Being so strange means in some ways that they have each other but no one else; they literally cannot live apart. All of life is a negotiation and every second is obviously spent with a witness -- you can see that there is a down side to having so close a soul mate.

The "other" is also the thread woven throughout The Thirteenth Tale, where Margaret was a conjoined twin whose "other" was sacrificed so she could live. She seeks her other constantly, and sees her in the reflection of her own face in mirrors and blackened windows.

Both books are fantastically good. Both describe a closeness and yet a yearning for something intangible which is missing, a lack that must be essentially human.

Like Margaret, I have always wanted a sister at the very least, a twin at the best. I have missed my unborn sister terribly. I don't imagine her so much anymore but when I was a child I felt her absence acutely, my ballast against the cruelties of the world.

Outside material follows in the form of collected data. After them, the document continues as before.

use crate::angle::Angle;
use crate::config::{ANGLE_ZERO, FREQUENCY_CONST, PROPAGATION_MARGIN, US_PER_DEGREE};
use crate::event::Termination;
use crate::ServoLine;
use anyhow::Result;
use embedded_hal::delay::DelayNs;

/// High and low phase of one PWM cycle, in nanoseconds.
#[derive(Debug, Clone, Copy, PartialEq, Eq)]
pub struct PulseInterval {
    pub high_ns: u32,
    pub low_ns: u32,
}

impl PulseInterval {
    /// Pulse interval in microseconds before the propagation margin is taken off.
    pub fn pulse_us(angle: Angle) -> u32 {
        u32::from(angle.degrees()) * US_PER_DEGREE + ANGLE_ZERO
    }

    pub fn for_angle(angle: Angle) -> Self {
        let interval = Self::pulse_us(angle);
        PulseInterval {
            high_ns: (interval - PROPAGATION_MARGIN) * 1000,
            low_ns: (FREQUENCY_CONST - interval) * 1000,
        }
    }
}

pub trait ServoI {
    /// Emits the pulse train until `termination` is requested and returns the
    /// number of completed cycles.
    fn hold<D: DelayNs>(&mut self, delay: &mut D, termination: &Termination) -> Result<u64>;
    fn release(&mut self) -> Result<()>;
}

/// Owns the servo line for as long as the pulse train runs. The line is put
/// back to input on release, or on drop if release was never reached.
pub struct Servo<L: ServoLine> {
    line: L,
    interval: PulseInterval,
    released: bool,
}

impl<L: ServoLine> Servo<L> {
    pub fn new(line: L, angle: Angle) -> Self {
        Servo {
            line,
            interval: PulseInterval::for_angle(angle),
            released: false,
        }
    }
}

impl<L: ServoLine> ServoI for Servo<L> {
    fn hold<D: DelayNs>(&mut self, delay: &mut D, termination: &Termination) -> Result<u64> {
        let mut cycles = 0u64;
        while !termination.is_requested() {
            if let Err(e) = self.line.set_high() {
                anyhow::bail!("Error driving servo line high: {:?}", e);
            }
            delay.delay_ns(self.interval.high_ns);
            if termination.is_requested() {
                break;
            }
            if let Err(e) = self.line.set_low() {
                anyhow::bail!("Error driving servo line low: {:?}", e);
            }
            delay.delay_ns(self.interval.low_ns);
            cycles += 1;
        }
        log::debug!("Servo::hold stopped after {} cycles", cycles);
        Ok(cycles)
    }

    fn release(&mut self) -> Result<()> {
        if self.released {
            return Ok(());
        }
        if let Err(e) = self.line.set_input() {
            anyhow::bail!("Error returning servo line to input: {:?}", e);
        }
        self.released = true;
        Ok(())
    }
}

impl<L: ServoLine> Drop for Servo<L> {
    fn drop(&mut self) {
        if !self.released {
            if let Err(e) = self.line.set_input() {
                log::error!("Servo line left driving on drop: {:?}", e);
            }
        }
    }
}

#[cfg(test)]
mod tests {
    use super::*;
    use crate::mock::{LineEvent, MockDelay, MockLine};

    fn angle(degrees: i32) -> Angle {
        Angle::from_degrees(degrees).unwrap()
    }

    #[test]
    fn interval_at_90_degrees() {
        assert_eq!(PulseInterval::pulse_us(angle(90)), 1530);
        let interval = PulseInterval::for_angle(angle(90));
        assert_eq!(interval.high_ns, 1_120_000);
        assert_eq!(interval.low_ns, 18_180_000);
    }

    #[test]
    fn interval_at_0_degrees() {
        assert_eq!(PulseInterval::pulse_us(angle(0)), 630);
        let interval = PulseInterval::for_angle(angle(0));
        assert_eq!(interval.high_ns, 220_000);
        assert_eq!(interval.low_ns, 19_080_000);
    }

    #[test]
    fn period_is_constant() {
        for degrees in 0..180 {
            let interval = PulseInterval::for_angle(angle(degrees));
            assert_eq!(interval.high_ns + interval.low_ns, 19_300_000);
        }
    }

    #[test]
    fn wrapped_angles_share_intervals() {
        for degrees in 180..720 {
            assert_eq!(
                PulseInterval::for_angle(angle(degrees)),
                PulseInterval::for_angle(angle(degrees % 180))
            );
        }
    }

    #[test]
    fn hold_alternates_until_terminated() {
        let (line, events) = MockLine::new();
        let termination = Termination::new();
        let mut delay = MockDelay::stop_after(6, termination.clone());
        let mut servo = Servo::new(line, angle(90));

        let cycles = servo.hold(&mut delay, &termination).unwrap();
        servo.release().unwrap();

        assert_eq!(cycles, 3);
        assert_eq!(
            delay.delays(),
            &[1_120_000, 18_180_000, 1_120_000, 18_180_000, 1_120_000, 18_180_000]
        );
        assert_eq!(
            events.kinds(),
            vec![
                LineEvent::High,
                LineEvent::Low,
                LineEvent::High,
                LineEvent::Low,
                LineEvent::High,
                LineEvent::Low,
                LineEvent::Input,
            ]
        );
    }

    #[test]
    fn termination_during_high_phase_skips_low_write() {
        let (line, events) = MockLine::new();
        let termination = Termination::new();
        let mut delay = MockDelay::stop_after(1, termination.clone());
        let mut servo = Servo::new(line, angle(0));

        assert_eq!(servo.hold(&mut delay, &termination).unwrap(), 0);
        drop(servo);

        assert_eq!(events.kinds(), vec![LineEvent::High, LineEvent::Input]);
    }

    #[test]
    fn already_terminated_emits_nothing() {
        let (line, events) = MockLine::new();
        let termination = Termination::new();
        termination.request();
        let mut servo = Servo::new(line, angle(45));

        assert_eq!(servo.hold(&mut MockDelay::default(), &termination).unwrap(), 0);
        servo.release().unwrap();

        assert_eq!(events.kinds(), vec![LineEvent::Input]);
    }

    #[test]
    fn release_is_idempotent() {
        let (line, events) = MockLine::new();
        let mut servo = Servo::new(line, angle(10));
        servo.release().unwrap();
        servo.release().unwrap();
        drop(servo);
        assert_eq!(events.kinds(), vec![LineEvent::Input]);
    }

    #[test]
    fn write_failure_still_releases_line() {
        let (line, events) = MockLine::failing_after(2);
        let termination = Termination::new();
        let mut servo = Servo::new(line, angle(120));

        assert!(servo.hold(&mut MockDelay::default(), &termination).is_err());
        drop(servo);

        assert_eq!(
            events.kinds(),
            vec![LineEvent::High, LineEvent::Low, LineEvent::Input]
        );
    }
}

The thing is, and it is just a passing notion, even if my sister and I were joined at the head if not the hip, there are things she would not know or like. Even conjoined we are essentially alone.

How sad is that?

Perhaps it isn't. Perhaps we can live in our own private paradise no matter what.

2 comments:

Anonymous said...

A fairly obscure French shrink and philosopher named Jacques Lacan put it best:

"Who is this Other to whom I am more attached than to myself, since, at the heart of my assent to my own identity it is still he who wags me?"

Amen.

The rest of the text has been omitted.